There is no fstps and flds commands in fast case. 快速情况下没有fstps和flds命令。 So GCC stores and loads value from memory on each step. 所以GCC在每一步都存储并加载内存中的值。 I've tried register float type, but this doesn't help. 我试过register float类型，但这没有用。

Update 2 更新2

I've tested on gcc-4.9 and looks like it generates optimal code for 64 bit. 我已经在gcc-4.9上进行了测试，看起来它为64位生成了最佳代码。 And -ffast-math (suggested by @jch) fixes -m32 -std=c99 for both GCC versions. 并且-ffast-math （由@jch建议）修复了两个GCC版本的-m32 -std=c99 。 I'm still looking for solution for 64 bit on gcc-4.8, because it is more common version for now that 4.9. 我仍然在gcc-4.8上寻找64位的解决方案，因为它现在更常见的是4.9。

Answer 1

There is a partial dependency stall in the code generated by older versions of GCC. 旧版本的GCC生成的代码中存在部分依赖性停顿。

movzbl (%rsi,%rax), %r8d
cvtsi2ss %r8d, %xmm0  ;; all upper bits in %xmm0 are false dependency

The dependency can be broken by xorps . xorps可以打破依赖关系。

#ifdef __SSE__
float __attribute__((always_inline)) i2f(int v) {
    float x;
    __asm__("xorps %0, %0; cvtsi2ss %1, %0" : "=x"(x) : "r"(v) );
    return x;
}
#else
float __attribute__((always_inline)) i2f(int v) { return (float) v; }
#endif

void stretch(UINT8* lineOut, UINT8* lineIn, int xsize, float *kk)
{
    int xx, x;

    for (xx = 0; xx < xsize; xx++) {
        float ss = 0.0;
        for (x = 0; x < xsize; x++) {
            ss += i2f(lineIn[x]) * kk[x];
        }
        lineOut[xx] = (UINT8) ss;
    }
}

Results 结果

$ cc -O2 -Wall -m64 ./test.c -o ./test64 && time ./test64
./test64  4.07s user 0.00s system 99% cpu 4.070 total
$ cc -O2 -Wall -m32 ./test.c -o ./test32 && time ./test32
./test32  3.94s user 0.00s system 99% cpu 3.938 total

Answer 2

Here is what I tried: I declared ss as volatile . 这是我尝试过的：我宣称ss是易变的 。 This prevented the compiler from doing optimizations on it. 这阻止了编译器对其进行优化。 I got similar times for both 32 and 64 bit versions. 我得到了32位和64位版本的类似时间。

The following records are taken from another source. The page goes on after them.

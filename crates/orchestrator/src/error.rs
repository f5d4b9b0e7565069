//! Orchestrator error types.

use common::{OrderId, UserId};
use domain::{OrderError, OrderStatus};
use inventory::LedgerError;
use serde::{Deserialize, Serialize};
use store::StoreError;
use thiserror::Error;

/// Errors that can occur during order workflows.
#[derive(Debug, Error)]
pub enum OrchestratorError {
    /// A referenced product, inventory row or order does not exist.
    #[error("Not found: {0}")]
    NotFound(String),

    /// Requested quantity exceeds available stock.
    #[error("Insufficient stock")]
    InsufficientStock { details: Vec<String> },

    /// Non-positive quantity or price, empty cart, missing identifiers,
    /// unknown payment method.
    #[error("Invalid argument: {0}")]
    InvalidArgument(String),

    /// Operation attempted on an order in an incompatible status.
    #[error("Invalid state transition: cannot move from {current} to {requested}")]
    InvalidStateTransition {
        current: OrderStatus,
        requested: OrderStatus,
    },

    /// Actor is not the order's owner.
    #[error("User {user_id} does not own order {order_id}")]
    Unauthorized { order_id: OrderId, user_id: UserId },

    /// Gateway reported failure after exhausting retries.
    #[error("Payment failed after {attempts} attempt(s): {message}")]
    PaymentFailed { attempts: u32, message: String },

    /// Payment was captured but the order could not be settled normally.
    #[error("Order {order_id} requires manual reconciliation: {reason}")]
    ReconciliationRequired { order_id: OrderId, reason: String },

    /// Data store error.
    #[error("Store error: {0}")]
    Store(#[from] StoreError),
}

/// Stable, serializable classification of an [`OrchestratorError`].
#[derive(Debug, Clone, Copy, PartialEq, Eq, Hash, Serialize, Deserialize)]
#[serde(rename_all = "snake_case")]
pub enum ErrorKind {
    NotFound,
    InsufficientStock,
    InvalidArgument,
    InvalidStateTransition,
    Unauthorized,
    PaymentFailed,
    ReconciliationRequired,
    Internal,
}

impl OrchestratorError {
    pub fn kind(&self) -> ErrorKind {
        match self {
            OrchestratorError::NotFound(_) => ErrorKind::NotFound,
            OrchestratorError::InsufficientStock { .. } => ErrorKind::InsufficientStock,
            OrchestratorError::InvalidArgument(_) => ErrorKind::InvalidArgument,
            OrchestratorError::InvalidStateTransition { .. } => ErrorKind::InvalidStateTransition,
            OrchestratorError::Unauthorized { .. } => ErrorKind::Unauthorized,
            OrchestratorError::PaymentFailed { .. } => ErrorKind::PaymentFailed,
            OrchestratorError::ReconciliationRequired { .. } => ErrorKind::ReconciliationRequired,
            OrchestratorError::Store(_) => ErrorKind::Internal,
        }
    }

    /// Per-item detail lines for the caller, if any.
    pub fn details(&self) -> Vec<String> {
        match self {
            OrchestratorError::InsufficientStock { details } => details.clone(),
            OrchestratorError::PaymentFailed { message, .. } => vec![message.clone()],
            _ => Vec::new(),
        }
    }
}

impl From<LedgerError> for OrchestratorError {
    fn from(err: LedgerError) -> Self {
        match err {
            LedgerError::NotFound(product_id) => {
                OrchestratorError::NotFound(format!("inventory for product {product_id}"))
            }
            LedgerError::InsufficientStock { .. } => OrchestratorError::InsufficientStock {
                details: vec![err.to_string()],
            },
            LedgerError::InvalidArgument(message) => OrchestratorError::InvalidArgument(message),
            LedgerError::Store(err) => OrchestratorError::Store(err),
        }
    }
}

impl From<OrderError> for OrchestratorError {
    fn from(err: OrderError) -> Self {
        match err {
            OrderError::InvalidStateTransition { current, requested } => {
                OrchestratorError::InvalidStateTransition { current, requested }
            }
            other => OrchestratorError::InvalidArgument(other.to_string()),
        }
    }
}

/// Convenience type alias for orchestrator results.
pub type Result<T> = std::result::Result<T, OrchestratorError>;
//! Wall clock used for order timestamps and expiry checks.

use std::sync::{Arc, Mutex, PoisonError};

use chrono::{DateTime, Duration, Utc};

pub trait Clock: Send + Sync {
    fn now(&self) -> DateTime<Utc>;
}

/// The system wall clock.
#[derive(Debug, Clone, Copy, Default)]
pub struct SystemClock;

impl Clock for SystemClock {
    fn now(&self) -> DateTime<Utc> {
        Utc::now()
    }
}

/// A clock that only moves when told to. Clones share the same time.
#[derive(Debug, Clone)]
pub struct ManualClock {
    now: Arc<Mutex<DateTime<Utc>>>,
}

impl ManualClock {
    pub fn new(start: DateTime<Utc>) -> Self {
        Self {
            now: Arc::new(Mutex::new(start)),
        }
    }

    pub fn advance(&self, by: Duration) {
        let mut now = self.now.lock().unwrap_or_else(PoisonError::into_inner);
        *now += by;
    }

    pub fn set(&self, to: DateTime<Utc>) {
        *self.now.lock().unwrap_or_else(PoisonError::into_inner) = to;
    }
}

impl Default for ManualClock {
    fn default() -> Self {
        Self::new(Utc::now())
    }
}

impl Clock for ManualClock {
    fn now(&self) -> DateTime<Utc> {
        *self.now.lock().unwrap_or_else(PoisonError::into_inner)
    }
}

#[cfg(test)]
mod tests {
    use super::*;

    #[test]
    fn manual_clock_advances_shared_time() {
        let clock = ManualClock::default();
        let shared = clock.clone();
        let start = clock.now();

        shared.advance(Duration::seconds(61));
        assert_eq!(clock.now() - start, Duration::seconds(61));
    }
}
//! Process host for the order core.
//!
//! Wires configuration, telemetry and the data store into an
//! [`OrderOrchestrator`] and keeps the [`ExpirySweeper`] running until
//! shutdown. HTTP routing is left to the embedding application; the only
//! listener this process opens is the Prometheus scrape endpoint.

pub mod config;
pub mod error;
pub mod telemetry;

use std::future::Future;
use std::sync::Arc;

use orchestrator::{ExpirySweeper, OrderOrchestrator, PaymentGateways};
use sqlx::postgres::PgPoolOptions;
use store::{PostgresStore, Store};

pub use config::{Config, LogFormat};
pub use error::{ConfigError, ServerError};

/// Builds the orchestrator with the simulated payment gateways.
pub fn build_orchestrator<S: Store>(store: S, config: &Config) -> Arc<OrderOrchestrator<S>> {
    Arc::new(OrderOrchestrator::new(
        store,
        PaymentGateways::simulated(),
        config.orchestrator(),
    ))
}

/// Connects to Postgres and applies pending migrations.
pub async fn connect_postgres(url: &str, max_connections: u32) -> Result<PostgresStore, ServerError> {
    let pool = PgPoolOptions::new()
        .max_connections(max_connections)
        .connect(url)
        .await?;
    let store = PostgresStore::new(pool);
    store.run_migrations().await?;
    tracing::info!(max_connections, "connected to postgres, migrations applied");
    Ok(store)
}

/// Runs the expiry sweeper against `orchestrator` until `shutdown` resolves.
pub async fn run<S: Store>(
    orchestrator: Arc<OrderOrchestrator<S>>,
    config: &Config,
    shutdown: impl Future<Output = ()> + Send + 'static,
) -> Result<(), ServerError> {
    let pending = orchestrator.pending_order_ids().await?;
    tracing::info!(
        pending_orders = pending.len(),
        timeout_secs = config.pending_order_timeout.as_secs(),
        "order core ready"
    );

    ExpirySweeper::new(orchestrator, config.sweeper())
        .spawn(shutdown)
        .await?;
    Ok(())
}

64bit was slightly slower but this is normal because 64bit code is larger and the uCode cache has a finite size. 64位稍慢，但这是正常的，因为64位代码更大，uCode缓存的大小有限。 So in general 64bit should be very slightly slower than 32 (<3-4%). 所以一般来说64位应该比32（<3-4％）慢一点。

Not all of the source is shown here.